The Daily Household Tasks That Pollute Your Home
Ensuring your home is clean might be important for you to keep your family healthy, but the cleaning products you use could be polluting the air they breathe. Poor indoor air quality affects the health of around 20% of South Africans. Meanwhile, close to 4 million children and adults die worldwide each year from illnesses attributed to household air pollution. You may not realize but your routine household tasks could be polluting the air in your home. Everyday household tasks such as cooking and cleaning produce high levels of volatile and particulate chemicals within your home, leading to indoor air quality levels that could be equal to a polluted city.

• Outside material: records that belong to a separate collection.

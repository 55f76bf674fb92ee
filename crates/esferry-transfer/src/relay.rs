//! Relay queue between scan workers and the upload worker
//!
//! A bounded multi-producer single-consumer channel carries tagged messages.
//! The bound is the backpressure mechanism: when the upload worker falls
//! behind the broker, producers block in `send` instead of buffering the
//! cluster into memory.
//!
//! Protocol per unit of work:
//! - exactly one [`RelayMessage::ExpectedTotal`], before any documents
//! - any number of [`RelayMessage::Document`]
//! - exactly one [`RelayMessage::EndOfStream`] per producer
//!
//! The consumer stops after it has seen every producer's end-of-stream
//! marker. Anything else (a second total, a closed channel with markers
//! outstanding) is a protocol violation that fails the unit.

use esferry_common::records::Document;
use tokio::sync::mpsc;

/// Message on the relay queue
#[derive(Debug)]
pub enum RelayMessage {
    /// Total documents the unit is expected to deliver, announced once
    /// before any document
    ExpectedTotal(u64),
    /// One source document, untransformed
    Document(Document),
    /// One per producer; the stream is complete when all have arrived
    EndOfStream,
}

pub type RelaySender = mpsc::Sender<RelayMessage>;
pub type RelayReceiver = mpsc::Receiver<RelayMessage>;

/// Create the bounded relay queue for one unit of work
pub fn relay_channel(capacity: usize) -> (RelaySender, RelayReceiver) {
    mpsc::channel(capacity.max(1))
}
// Copyright 2022 Webb Technologies Inc.
//
// Licensed under the Apache License, Version 2.0 (the "License");
// you may not use this file except in compliance with the License.
// You may obtain a copy of the License at
//
// http://www.apache.org/licenses/LICENSE-2.0
//
// Unless required by applicable law or agreed to in writing, software
// distributed under the License is distributed on an "AS IS" BASIS,
// WITHOUT WARRANTIES OR CONDITIONS OF ANY KIND, either express or implied.
// See the License for the specific language governing permissions and
// limitations under the License.

#![warn(missing_docs)]

//! # Chain Gateway Module
//!
//! The gateway is the sole component that talks to the chain node and the
//! sole holder of the relayer private key. Everything above it works against
//! the [`ForwarderGateway`] trait, so the orchestrator can be constructed
//! with the real EVM gateway in production and with [`mocked::MockGateway`]
//! in tests.

use ethers::types::{Address, TxHash, U256};
use pothole_relayer_handler_utils::CheckedForwardRequest;
use pothole_relayer_utils::Result;

mod contract;
mod evm;
/// Mocked gateway for tests.
pub mod mocked;

pub use evm::EvmGateway;

/// Outcome of asking the forwarder contract to verify a request signature.
///
/// A verification that errors out is kept distinct from one that returns
/// `false` for observability, but both are treated as invalid by the
/// relay pipeline: a verification error is never treated as valid.
#[derive(Debug, Clone, PartialEq, Eq)]
pub enum VerificationOutcome {
    /// The forwarder contract accepted the signature.
    Valid,
    /// The forwarder contract rejected the signature.
    Invalid,
    /// The verification call itself failed before producing an answer.
    TransportError(String),
}

impl VerificationOutcome {
    /// Whether the signature was positively verified.
    pub fn is_valid(&self) -> bool {
        matches!(self, VerificationOutcome::Valid)
    }
}

/// Read and write access to the forwarder contract, bound to the relayer
/// account that pays for forwarded transactions.
#[async_trait::async_trait]
pub trait ForwarderGateway: Send + Sync {
    /// The public address derived from the configured relayer private key.
    ///
    /// Used for status reporting, never for authorization decisions.
    fn relayer_address(&self) -> Address;

    /// The chain id the gateway is configured against.
    fn chain_id(&self) -> u64;

    /// The address of the bound forwarder contract.
    fn forwarder_address(&self) -> Address;

    /// Reads the forwarder contract's per-signer nonce counter.
    ///
    /// Used by clients to build a request's nonce pre-signature; replay
    /// checking itself is the contract's job.
    async fn nonce_of(&self, signer: Address) -> Result<U256>;

    /// Reads the relayer wallet's on-chain balance, in wei.
    async fn balance(&self) -> Result<U256>;

    /// Asks the forwarder contract to verify the request signature.
    ///
    /// The contract is the sole authority on signature correctness; the
    /// relayer never re-implements the signature math.
    async fn verify_signature(
        &self,
        request: &CheckedForwardRequest,
    ) -> VerificationOutcome;

    /// Submits the forwarder's execute entry point with the request tuple
    /// and waits for one confirmation.
    ///
    /// The outer transaction uses the configured fixed gas ceiling, never
    /// the request's advisory `gas` field. Errors on revert, on a dropped
    /// transaction and on transport failure; never retries.
    async fn execute(&self, request: &CheckedForwardRequest)
        -> Result<TxHash>;
}
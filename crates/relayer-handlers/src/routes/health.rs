use axum::Json;
use serde::Serialize;

/// Response of the health endpoint.
#[derive(Debug, Serialize)]
pub struct HealthResponse {
    /// Always `"ok"` while the process is serving.
    pub status: String,
    /// RFC 3339 timestamp of the probe.
    pub timestamp: String,
    /// The service name.
    pub service: String,
}

/// Handles a liveness probe.
pub async fn handle_health() -> Json<HealthResponse> {
    Json(HealthResponse {
        status: "ok".to_string(),
        timestamp: chrono::Utc::now().to_rfc3339(),
        service: "pothole-relayer".to_string(),
    })
}
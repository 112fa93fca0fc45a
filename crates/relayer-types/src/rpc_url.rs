// Copyright 2022 Webb Technologies Inc.
//
// Licensed under the Apache License, Version 2.0 (the "License");
// you may not use this file except in compliance with the License.
// You may obtain a copy of the License at
//
// http://www.apache.org/licenses/LICENSE-2.0
//
// Unless required by applicable law or agreed to in writing, software
// distributed under the License is distributed on an "AS IS" BASIS,
// WITHOUT WARRANTIES OR CONDITIONS OF ANY KIND, either express or implied.
// See the License for the specific language governing permissions and
// limitations under the License.

use serde::{Deserialize, Serialize};

/// An RPC URL wrapper around [`url::Url`] that also supports `$ENV_VAR`
/// references in the configuration.
#[derive(Clone, Serialize)]
pub struct RpcUrl(url::Url);

impl RpcUrl {
    /// Returns the inner [`url::Url`].
    pub fn as_url(&self) -> &url::Url {
        &self.0
    }
}

impl std::fmt::Display for RpcUrl {
    fn fmt(&self, f: &mut std::fmt::Formatter<'_>) -> std::fmt::Result {
        write!(f, "{}", self.0)
    }
}

impl std::fmt::Debug for RpcUrl {
    fn fmt(&self, f: &mut std::fmt::Formatter<'_>) -> std::fmt::Result {
        write!(f, "{self}")
    }
}

impl From<RpcUrl> for url::Url {
    fn from(rpc_url: RpcUrl) -> Self {
        rpc_url.0
    }
}

impl From<url::Url> for RpcUrl {
    fn from(url: url::Url) -> Self {
        RpcUrl(url)
    }
}

impl std::ops::Deref for RpcUrl {
    type Target = url::Url;

    fn deref(&self) -> &Self::Target {
        &self.0
    }
}

impl<'de> Deserialize<'de> for RpcUrl {
    fn deserialize<D>(deserializer: D) -> Result<Self, D::Error>
    where
        D: serde::Deserializer<'de>,
    {
        struct RpcUrlVisitor;
        impl serde::de::Visitor<'_> for RpcUrlVisitor {
            type Value = url::Url;

            fn expecting(
                &self,
                formatter: &mut std::fmt::Formatter,
            ) -> std::fmt::Result {
                formatter.write_str(
                    "rpc url string or an env var containing a rpc url string in it",
                )
            }

            fn visit_str<E>(self, value: &str) -> Result<Self::Value, E>
            where
                E: serde::de::Error,
            {
                let raw = if value.starts_with('$') {
                    let var = value.strip_prefix('$').unwrap_or(value);
                    tracing::trace!("Reading {} from env", var);
                    std::env::var(var).map_err(|e| {
                        serde::de::Error::custom(format!(
                            "error while loading this env {var}: {e}",
                        ))
                    })?
                } else {
                    value.to_string()
                };
                url::Url::parse(&raw)
                    .map_err(|e| serde::de::Error::custom(format!("{e:?}")))
            }
        }

        let rpc_url = deserializer.deserialize_str(RpcUrlVisitor)?;
        Ok(Self(rpc_url))
    }
}
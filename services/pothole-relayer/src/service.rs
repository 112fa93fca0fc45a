// Copyright 2022 Webb Technologies Inc.
//
// Licensed under the Apache License, Version 2.0 (the "License");
// you may not use this file except in compliance with the License.
// You may obtain a copy of the License at
//
// http://www.apache.org/licenses/LICENSE-2.0
//
// Unless required by applicable law or agreed to in writing, software
// distributed under the License is distributed on an "AS IS" BASIS,
// WITHOUT WARRANTIES OR CONDITIONS OF ANY KIND, either express or implied.
// See the License for the specific language governing permissions and
// limitations under the License.

//! # Relayer Service Module
//!
//! Builds the chain gateway out of the validated configuration, wires the
//! relay orchestrator into the HTTP routes and serves them.

use std::net::SocketAddr;
use std::sync::Arc;

use axum::http::HeaderValue;
use axum::routing::{get, post};
use axum::Router;
use tower_http::cors::{Any, CorsLayer};

use pothole_relayer_context::RelayerContext;
use pothole_relayer_gateway::EvmGateway;
use pothole_relayer_handlers::routes::{
    handle_health, handle_relay_tx, handle_relayer_nonce,
    handle_relayer_status,
};
use pothole_relayer_tx_relay::RelayOrchestrator;

/// Sets up the HTTP server for the relayer, routing (endpoint queries /
/// requests mapped to handler code) so clients can interact with the
/// relayer. Serves until the process shuts down.
///
/// # Arguments
///
/// * `ctx` - RelayerContext that holds the validated configuration
pub async fn build_web_services(
    ctx: RelayerContext,
) -> pothole_relayer_utils::Result<()> {
    let provider = ctx.evm_provider()?;
    let wallet = ctx.evm_wallet()?;
    let forwarder_address = ctx
        .config
        .forwarder_address
        .ok_or(pothole_relayer_utils::Error::MissingForwarderAddress)?;
    let gateway = EvmGateway::new(
        provider,
        wallet,
        forwarder_address,
        ctx.config.gas_limit,
    );
    let orchestrator = Arc::new(RelayOrchestrator::new(Arc::new(gateway)));

    let cors = match ctx.config.allowed_origin.as_deref() {
        Some(origin) => CorsLayer::new()
            .allow_origin(origin.parse::<HeaderValue>()?)
            .allow_methods(Any)
            .allow_headers(Any),
        // development only; postloading already warned about this
        None => CorsLayer::permissive(),
    };

    let api = Router::new()
        .route("/relay", post(handle_relay_tx))
        .route("/relay/nonce", get(handle_relayer_nonce))
        .route("/relay/status", get(handle_relayer_status))
        .with_state(orchestrator);

    let app = Router::new()
        .nest("/api", api)
        .route("/health", get(handle_health))
        .layer(cors);

    let socket_addr = SocketAddr::new([0, 0, 0, 0].into(), ctx.config.port);
    tracing::info!("Starting the relay server on {}", socket_addr);
    let mut shutdown_signal = ctx.shutdown_signal();
    axum::Server::bind(&socket_addr)
        .serve(app.into_make_service())
        .with_graceful_shutdown(async move { shutdown_signal.recv().await })
        .await?;
    Ok(())
}
use std::sync::Arc;

use axum::extract::rejection::JsonRejection;
use axum::extract::State;
use axum::http::StatusCode;
use axum::Json;
use serde::{Deserialize, Serialize};

use pothole_relayer_handler_utils::ForwardRequest;
use pothole_relayer_tx_relay::RelayOrchestrator;

/// Request body of the relay endpoint.
#[derive(Debug, Deserialize)]
pub struct RelayTxPayload {
    /// The signed forward request to relay.
    #[serde(default)]
    pub request: Option<ForwardRequest>,
}

/// Response body when the meta-transaction was mined.
#[derive(Debug, Serialize)]
#[serde(rename_all = "camelCase")]
pub struct RelayTxSuccessResponse {
    /// Always `true`.
    pub success: bool,
    /// Hash of the mined forwarder transaction.
    pub tx_hash: String,
    /// Human-readable outcome.
    pub message: String,
}

/// Response body when nothing was submitted or confirmed on-chain.
#[derive(Debug, Serialize)]
pub struct RelayTxFailureResponse {
    /// Always `false`.
    pub success: bool,
    /// The rejection reason.
    pub error: String,
}

/// Response of the relay endpoint.
#[derive(Debug, Serialize)]
#[serde(untagged)]
pub enum RelayTxResponse {
    /// The meta-transaction was mined.
    Success(RelayTxSuccessResponse),
    /// The request was rejected; nothing reached the chain.
    Failure(RelayTxFailureResponse),
}

fn failure(
    status: StatusCode,
    error: impl Into<String>,
) -> (StatusCode, Json<RelayTxResponse>) {
    (
        status,
        Json(RelayTxResponse::Failure(RelayTxFailureResponse {
            success: false,
            error: error.into(),
        })),
    )
}

/// Handles a meta-transaction relay request.
///
/// Returns a `RelayTxResponse` with the terminal state of the relay
/// pipeline; every policy rejection maps to a 400 with the reason in the
/// body.
///
/// # Arguments
///
/// * `ctx` - The relay orchestrator held as shared state
/// * `payload` - The `{ request: ForwardRequest }` JSON body
pub async fn handle_relay_tx(
    State(ctx): State<Arc<RelayOrchestrator>>,
    payload: Result<Json<RelayTxPayload>, JsonRejection>,
) -> (StatusCode, Json<RelayTxResponse>) {
    let request = match payload {
        Ok(Json(RelayTxPayload {
            request: Some(request),
        })) => request,
        Ok(Json(RelayTxPayload { request: None })) => {
            tracing::debug!("relay payload without a request object");
            return failure(StatusCode::BAD_REQUEST, "Invalid request format");
        }
        Err(rejection) => {
            tracing::debug!(%rejection, "undeserializable relay payload");
            return failure(StatusCode::BAD_REQUEST, "Invalid request format");
        }
    };
    tracing::debug!(?request, "Received relay request");

    match ctx.relay(request).await {
        Ok(tx_hash) => (
            StatusCode::OK,
            Json(RelayTxResponse::Success(RelayTxSuccessResponse {
                success: true,
                tx_hash: format!("{tx_hash:?}"),
                message: "Meta-transaction executed successfully".to_string(),
            })),
        ),
        Err(e) => {
            tracing::warn!(error = %e, "relay request rejected");
            failure(StatusCode::BAD_REQUEST, e.to_string())
        }
    }
}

900 Chemicals In Household Air
Volatile Organic Compounds (VOCs) are substances that contain carbon as well as other elements that easily evaporate and spread through the air. VOCs can be found in everyday items such as shampoo, nail polish, cosmetics and perfumes. It’s estimated that there could be up to as many as 900 VOC chemicals in the indoor air we breathe. Many cleaning products, disinfectants and air fresheners also contain VOCs which can be harmful if inhaled or touched. Also, many building materials such as many paints, varnishes, carpets, solvents and adhesives contain toxins. Studies have concluded that VOC levels can be up to 5 times higher indoors than outdoors. Levels can become 1,000 times higher as a result of certain household activities such as stripping paint. Even simple activities such as cooking, smoking and using a wood stove can generate VOCs.
Health Impact Of VOCs
VOCs can irate the nose, eyes and throat and cause nausea, dizziness, headaches and skin allergies. People with asthma may find their symptoms worsen. Long-term exposure can cause damage liver, kidneys and the central nervous system and even cause cancer. Children, the elderly and people with existing health conditions are particularly susceptible to the effects of VOCs. VOCs are so common that it is virtually impossible to eliminate them all from your home. But there are things you can do to help reduce the danger of VOC exposure.
Reducing Toxins In The Air
Being more aware of the products that you bring into your home to use will help to reduce the amount of VOCs in your home and indoor air. Check products for manufacturers VOC emissions and limit the use of aerosols and products that contain harsh chemicals. Try to switch to organic, natural products that contain low or no levels of VOC. Make sure you never mix household cleaning products and also follow the manufacturer’s directions. Ventilation can also help to significantly reduce your family’s exposure to VOC. Increase ventilation by opening windows and doors and use fans. This is particularly important when cooking or using cleaning products and detergents. Ideally, aim to complete any household renovations while the property is empty or when the home can be well-ventilated.
While we have become increasingly aware of the health implications of outside air pollution, we need to pay close attention to the quality of the air inside our homes. We may not be able to see the toxins in the air, but our everyday household tasks pollute the air with chemicals and VOCs that our family will have to breathe. Simply switching to organic, toxic-free products and ensure the home is well ventilated can reduce the danger and help your family enjoy a clean, fresh and healthy home.